Ameaçados por uma multidão de lisboetas que associaram a presença dos incas ao cataclismo, os intrépidos viajantes de além-mar abandonaram a cidade e rumaram para nascente, na direção de Castela, tendo chegado a Toledo durante um Auto de Fé. Prestes a serem julgados e queimados como heréticos pelos cristãos-velhos adoradores do «deus pregado», os incas adoradores do Sol revoltaram-se, massacraram o exército nativo e escapuliram-se da cidade. Após peripécias inimagináveis, o chefe inca agiu com engenho e arte, tendo acabado por destronar o poderoso imperador Carlos V para tornar-se rei de Espanha e imperador do sacro império romano-germânico (que se estendia da Espanha à Áustria, Alemanha, Países Baixos, Itália e Borgonha) a que chamou império do «Quinto Canto». Atahualpa restabeleceu, depois, a paz com o seu meio-irmão inca e antigo inimigo figadal e inaugurou uma fecunda rota comercial entre a Europa e as Américas — a qual fornecia aos povos pré-colombianos, governados pelo seu meio-irmão, «bebida escura» (vinho), arcabuzes, trigo, «folhas que falam» (livros) e quadros em troca de ouro e prata. Concomitantemente, o mesmo imperador inca impôs na Europa do século XVI, submersa numa atmosfera de intolerância acirrada pela Reforma Protestante e por guerras intestinas, uma organização política estribada numa maior tolerância religiosa e justiça social. Tal organização seria moldada por «As 95 teses do Sol» — um documento revolucionário, universal e alternativo às «95 teses contra as indulgências» (1517), escritas por Lutero —, onde podia ler-se: «O Sol é o deus criador e a fonte de toda a vida; O Sol não exige a morte dos outros deuses. Não tem necessidade disso para conservar a sua primazia nem o seu poder, pois nenhum deles pode atingi-lo; O Sol não é ciumento, não escolhe o seu povo, não salva uma minoria de homens para deixar os outros nas trevas. Ele estende a sua luz benfazeja a todos os homens da terra; O Sol defende os direitos dos pobres; O Sol criou a terra para que todos saboreiem o sal; A terra não se compra nem se aluga nem se empresta com juros; A terra não se açambarca. É atribuída em função das necessidades de cada um; As águas fazem parte da terra e são livres; O peixe é do rio; A caça é da floresta; As florestas pertencem à terra que pertence ao Sol: O Sol não conhece servos. Só conhece homens; Deus é o outro nome do Sol».

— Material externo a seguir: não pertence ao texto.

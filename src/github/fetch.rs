// HTTP layer for the upstream endpoints.
// Builds the authenticated client and retries transient failures without backoff.

use std::future::Future;

use reqwest::{
    Client, Response, StatusCode,
    header::{ACCEPT, AUTHORIZATION, COOKIE, HeaderMap, HeaderValue, USER_AGENT},
};
use serde::de::DeserializeOwned;
use tracing::debug;

use crate::error::{GlossError, Result};
use crate::options::EngineOptions;

const GITHUB_API_VERSION: &str = "2022-11-28";

/// Per-request knobs layered over the client defaults.
#[derive(Debug, Clone, Default)]
pub struct FetchOptions {
    /// Accept header override (stargazer media type, traffic JSON).
    pub accept: Option<&'static str>,
    /// Attach the embedder's session cookie to the request.
    pub credentials: bool,
}

/// HTTP client wrapper that classifies failures and retries the transient ones.
///
/// Redirects are not followed: an authentication redirect must surface as its
/// status so it can be reported as a login-required condition instead of being
/// retried.
pub struct RetryingFetcher {
    client: Client,
    session_cookie: Option<String>,
    max_attempts: u32,
}

impl RetryingFetcher {
    /// Build a client with the standard API headers and optional bearer token.
    pub fn new(options: &EngineOptions) -> Result<Self> {
        let mut headers = HeaderMap::new();
        headers.insert(USER_AGENT, HeaderValue::from_static("gloss"));
        headers.insert(
            ACCEPT,
            HeaderValue::from_static("application/vnd.github+json"),
        );
        headers.insert(
            "X-GitHub-Api-Version",
            HeaderValue::from_static(GITHUB_API_VERSION),
        );
        if let Some(token) = &options.api_token {
            headers.insert(
                AUTHORIZATION,
                HeaderValue::from_str(&format!("Bearer {}", token))
                    .map_err(|e| GlossError::Config(e.to_string()))?,
            );
        }

        let client = Client::builder()
            .default_headers(headers)
            .redirect(reqwest::redirect::Policy::none())
            .build()?;

        Ok(Self {
            client,
            session_cookie: options.session_cookie.clone(),
            max_attempts: options.max_attempts,
        })
    }

    /// Make a GET request, retrying per the configured attempt budget.
    pub async fn get(&self, url: &str, opts: &FetchOptions) -> Result<Response> {
        retry(self.max_attempts, move || self.send_once(url, opts)).await
    }

    /// Make a GET request and decode the accepted response body.
    pub async fn get_json<T: DeserializeOwned>(&self, url: &str, opts: &FetchOptions) -> Result<T> {
        let response = self.get(url, opts).await?;
        Ok(response.json().await?)
    }

    async fn send_once(&self, url: &str, opts: &FetchOptions) -> Result<Response> {
        let mut request = self.client.get(url);
        if let Some(accept) = opts.accept {
            request = request.header(ACCEPT, accept);
        }
        if opts.credentials {
            if let Some(cookie) = &self.session_cookie {
                request = request.header(COOKIE, cookie.as_str());
            }
        }

        let response = request.send().await?;
        check_response(response)
    }
}

/// Run `op` up to `max_attempts` times, returning the first success.
/// Non-retryable errors fail immediately; the final attempt's error
/// propagates as-is. At least one attempt is always made.
pub async fn retry<T, F, Fut>(max_attempts: u32, mut op: F) -> Result<T>
where
    F: FnMut() -> Fut,
    Fut: Future<Output = Result<T>>,
{
    let attempts = max_attempts.max(1);
    for attempt in 1..attempts {
        match op().await {
            Ok(value) => return Ok(value),
            Err(err) if !err.is_retryable() => return Err(err),
            Err(err) => debug!(attempt, error = %err, "request failed, retrying"),
        }
    }
    op().await
}

/// Map a non-success status to its failure class, or pass the response through.
fn check_response(response: Response) -> Result<Response> {
    match status_error(response.status(), response.url().as_str()) {
        None => Ok(response),
        Some(err) => Err(err),
    }
}

fn status_error(status: StatusCode, url: &str) -> Option<GlossError> {
    if status.is_success() {
        return None;
    }
    if status == StatusCode::UNAUTHORIZED || status.is_redirection() {
        return Some(GlossError::LoginRequired {
            url: url.to_string(),
        });
    }
    Some(GlossError::UpstreamStatus {
        status,
        url: url.to_string(),
    })
}
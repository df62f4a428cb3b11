// Chart collaborator surface.
// The engine describes a line chart; the embedder's chart library draws it.

use crate::page::dom::NodeHandle;

/// One named series of y-values, parallel to the chart's labels.
#[derive(Debug, Clone, PartialEq, Eq)]
pub struct ChartSeries {
    pub label: String,
    pub data: Vec<u64>,
}

/// Line chart description: shared x-axis labels plus one or more series.
#[derive(Debug, Clone, PartialEq, Eq)]
pub struct LineChart {
    pub labels: Vec<String>,
    pub series: Vec<ChartSeries>,
}

/// Chart library supplied by the embedder, treated as opaque.
pub trait ChartRenderer: Send + Sync {
    fn render_line_chart(&self, target: NodeHandle, chart: &LineChart);
}
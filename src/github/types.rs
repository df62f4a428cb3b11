// GitHub API response types.
// Defines structs for deserializing the release, stargazer, and traffic endpoints.

use chrono::{DateTime, Utc};
use serde::{Deserialize, Serialize};

/// GitHub release with its downloadable assets.
#[derive(Debug, Clone, Serialize, Deserialize)]
pub struct Release {
    pub tag_name: String,
    #[serde(default)]
    pub assets: Vec<ReleaseAsset>,
}

/// Downloadable asset attached to a release.
#[derive(Debug, Clone, Serialize, Deserialize)]
pub struct ReleaseAsset {
    pub name: String,
    pub download_count: u64,
}

/// Stargazer entry from the star-timestamp media type.
#[derive(Debug, Clone, Serialize, Deserialize)]
pub struct Stargazer {
    pub starred_at: DateTime<Utc>,
}

/// Raw body of the traffic-data endpoint.
#[derive(Debug, Clone, Deserialize)]
pub struct TrafficPayload {
    #[serde(default)]
    pub counts: Vec<TrafficSample>,
}

/// One day bucket of page views.
#[derive(Debug, Clone, PartialEq, Eq, Serialize, Deserialize)]
pub struct TrafficSample {
    pub bucket: i64,
    pub total: u64,
    pub unique: u64,
}

/// Star counts aggregated per calendar day, with a running total.
///
/// `labels`, `daily`, and `cumulative` are parallel: `daily[i]` stars were
/// given on `labels[i]`, and `cumulative[i]` is the sum of `daily[0..=i]`.
#[derive(Debug, Clone, Default, PartialEq, Eq, Serialize, Deserialize)]
pub struct StarHistory {
    pub labels: Vec<String>,
    pub daily: Vec<u64>,
    pub cumulative: Vec<u64>,
}
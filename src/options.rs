// Engine configuration.
// Endpoint bases, credentials, and the retry/TTL/anchor-wait budgets.

use std::time::Duration;

/// Tunables for the engine. `Default` matches production GitHub.
#[derive(Debug, Clone)]
pub struct EngineOptions {
    /// REST API base, no trailing slash.
    pub api_base: String,
    /// Web host base, used for the traffic-data endpoint.
    pub web_base: String,
    /// Mirror prefix for asset download links.
    pub mirror_base: String,
    /// Optional bearer token for API requests.
    pub api_token: Option<String>,
    /// Session cookie sent with credentialed requests (traffic data).
    pub session_cookie: Option<String>,
    /// How long cached provider responses stay fresh.
    pub cache_ttl: Duration,
    /// Attempt budget for each request, counting the first try.
    pub max_attempts: u32,
    /// How long to wait for a DOM anchor before giving up.
    pub anchor_timeout: Duration,
    /// Interval between anchor existence checks.
    pub poll_interval: Duration,
    /// Stargazer pagination size.
    pub stars_page_size: u32,
}

impl Default for EngineOptions {
    fn default() -> Self {
        Self {
            api_base: "https://api.github.com".to_string(),
            web_base: "https://github.com".to_string(),
            mirror_base: "https://mirror.ghproxy.com".to_string(),
            api_token: None,
            session_cookie: None,
            cache_ttl: Duration::from_secs(10 * 60),
            max_attempts: 6,
            anchor_timeout: Duration::from_secs(30),
            poll_interval: Duration::from_millis(100),
            stars_page_size: 100,
        }
    }
}
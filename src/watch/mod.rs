// Navigation observation.
// Converts SPA route-change signals from host adapters into refreshes.

use std::sync::Arc;

use async_trait::async_trait;
use tokio::sync::mpsc;
use tracing::debug;

/// Entry point driven on every observed navigation.
#[async_trait]
pub trait Refresh: Send + Sync {
    async fn refresh(&self);
}

/// What produced a navigation signal.
#[derive(Debug, Clone, Copy, PartialEq, Eq)]
pub enum NavigationTrigger {
    /// A wrapped history push completed.
    HistoryPush,
    /// A wrapped history replace completed.
    HistoryReplace,
    /// Back/forward traversal.
    PopState,
    /// Document-subtree child-list change.
    DomMutation,
}

/// One navigation signal from a host adapter.
#[derive(Debug, Clone, PartialEq, Eq)]
pub struct NavigationEvent {
    pub trigger: NavigationTrigger,
    pub path: String,
}

impl NavigationEvent {
    pub fn new(trigger: NavigationTrigger, path: &str) -> Self {
        Self {
            trigger,
            path: path.to_string(),
        }
    }
}

/// Cloneable publisher handle the host's navigation adapters push into.
///
/// The embedder wraps its history mutations, back/forward listener, and
/// document mutation observer to publish here; the watcher holds the sole
/// receiving end.
#[derive(Clone)]
pub struct NavigationHub {
    tx: mpsc::UnboundedSender<NavigationEvent>,
}

impl NavigationHub {
    /// Publish one navigation signal. Silently dropped once the watcher is gone.
    pub fn publish(&self, event: NavigationEvent) {
        let _ = self.tx.send(event);
    }
}

/// Sole subscriber of the navigation hub; drives the refresh entry point.
pub struct NavigationWatcher {
    rx: mpsc::UnboundedReceiver<NavigationEvent>,
    refresher: Arc<dyn Refresh>,
    last_path: Option<String>,
}

impl NavigationWatcher {
    /// Create a watcher together with the hub that feeds it.
    pub fn new(refresher: Arc<dyn Refresh>) -> (NavigationHub, Self) {
        let (tx, rx) = mpsc::unbounded_channel();
        (
            NavigationHub { tx },
            Self {
                rx,
                refresher,
                last_path: None,
            },
        )
    }

    /// Record `path` as already seen without refreshing.
    ///
    /// The engine seeds this with the host's startup path, so mutation
    /// churn arriving right after the initial refresh is absorbed.
    pub fn note_path(&mut self, path: &str) {
        self.last_path = Some(path.to_string());
    }

    /// Consume navigation events until every hub handle is dropped.
    pub async fn run(mut self) {
        while let Some(event) = self.rx.recv().await {
            self.observe(event).await;
        }
    }

    /// History and traversal signals always refresh. DOM mutation is the
    /// fallback for navigations that bypass the wrapped history calls, and
    /// only refreshes when the path actually changed, debouncing the churn
    /// of pages that rewrite themselves without navigating.
    async fn observe(&mut self, event: NavigationEvent) {
        let changed = self.last_path.as_deref() != Some(event.path.as_str());
        let fire = match event.trigger {
            NavigationTrigger::DomMutation => changed,
            _ => true,
        };

        if fire {
            debug!(trigger = ?event.trigger, path = %event.path, "navigation observed");
            self.refresher.refresh().await;
        }
        self.last_path = Some(event.path);
    }
}
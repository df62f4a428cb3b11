// Engine wiring.
// Builds the fetch stack, binds it to the page, and runs the watcher loop.

use std::sync::Arc;

use tracing::debug;

use crate::cache::ExpiringCache;
use crate::cache::store::KeyValueStore;
use crate::error::Result;
use crate::github::fetch::RetryingFetcher;
use crate::github::providers::{StatsProviders, StatsSource};
use crate::options::EngineOptions;
use crate::page::binder::PageBinder;
use crate::page::chart::ChartRenderer;
use crate::page::dom::HostPage;
use crate::watch::{NavigationHub, NavigationWatcher, Refresh};

/// The observation-and-refresh engine, wired over the embedder's
/// collaborators: the live page, a persistent key-value store, and a chart
/// renderer.
pub struct Engine {
    hub: NavigationHub,
    watcher: NavigationWatcher,
    binder: Arc<PageBinder>,
    page: Arc<dyn HostPage>,
}

impl Engine {
    /// Build the production stack: retrying fetcher, TTL cache over `store`,
    /// and the GitHub stats providers.
    pub fn new(
        options: EngineOptions,
        page: Arc<dyn HostPage>,
        store: Arc<dyn KeyValueStore>,
        charts: Arc<dyn ChartRenderer>,
    ) -> Result<Self> {
        let fetcher = RetryingFetcher::new(&options)?;
        let cache = ExpiringCache::new(store);
        let stats = Arc::new(StatsProviders::new(fetcher, cache, options.clone()));
        Ok(Self::with_source(options, page, stats, charts))
    }

    /// Wire the engine around a caller-supplied stats source.
    pub fn with_source(
        options: EngineOptions,
        page: Arc<dyn HostPage>,
        stats: Arc<dyn StatsSource>,
        charts: Arc<dyn ChartRenderer>,
    ) -> Self {
        let binder = Arc::new(PageBinder::new(Arc::clone(&page), stats, charts, options));
        let (hub, watcher) = NavigationWatcher::new(Arc::clone(&binder) as Arc<dyn Refresh>);
        Self {
            hub,
            watcher,
            binder,
            page,
        }
    }

    /// Publisher handle for the host's navigation adapters. Take clones
    /// before calling [`Engine::run`].
    pub fn hub(&self) -> NavigationHub {
        self.hub.clone()
    }

    /// Refresh once for the host's current location, then consume navigation
    /// events until every outstanding hub handle is dropped.
    pub async fn run(self) {
        let Engine {
            hub,
            mut watcher,
            binder,
            page,
        } = self;
        // The watcher loop ends on the last dropped handle; the engine's own
        // must not keep it alive.
        drop(hub);

        debug!("engine started");
        // The startup path counts as seen; mutation churn on it is not a
        // navigation.
        watcher.note_path(&page.current_path());
        binder.refresh().await;
        watcher.run().await;
        debug!("engine stopped");
    }
}
// Error types for the gloss engine.
// Distinguishes retryable network failures from hard auth, anchor, and storage errors.

use std::time::Duration;

use thiserror::Error;

#[derive(Error, Debug)]
pub enum GlossError {
    #[error("login required: {url}")]
    LoginRequired { url: String },

    #[error("HTTP {status} from {url}")]
    UpstreamStatus {
        status: reqwest::StatusCode,
        url: String,
    },

    #[error("transport error: {0}")]
    Transport(#[from] reqwest::Error),

    #[error("element {selector:?} did not appear within {waited:?}")]
    AnchorTimeout { selector: String, waited: Duration },

    #[error("storage error: {0}")]
    Storage(String),

    #[error("JSON error: {0}")]
    Json(#[from] serde_json::Error),

    #[error("invalid configuration: {0}")]
    Config(String),
}

impl GlossError {
    /// Whether another attempt at the same request could plausibly succeed.
    /// Login-required failures are permanent until the user authenticates.
    pub fn is_retryable(&self) -> bool {
        matches!(
            self,
            GlossError::UpstreamStatus { .. } | GlossError::Transport(_)
        )
    }
}

pub type Result<T> = std::result::Result<T, GlossError>;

Acabei de falar-vos do livro «Civilizações», de Laurent Binet, distinguido com o Grande Prémio de Romance da Academia Francesa e editado recentemente em Portugal pela Quetzal. Sim, é uma história alternativa, uma ucronia delirante, cujos detalhes e o fim não devo aqui antecipar (para não molestar a curiosidade dos leitores). Porém, neste romance alegórico pouco interessa a inverosimilhança da história. O autor serve-se da literatura para vingar os índios, os quais, apesar de também serem possuídos por ambições imperialistas, ostentarem comportamentos cruéis e cometerem massacres, acabam por exercer uma ação colonizadora mais suave do que a colonização que os europeus impuseram nas Américas e isso teria possibilitado uma globalização menos brutal e mais ecológica.

Pela sua originalidade e heterodoxia provocatória, este livro merece ser lido”.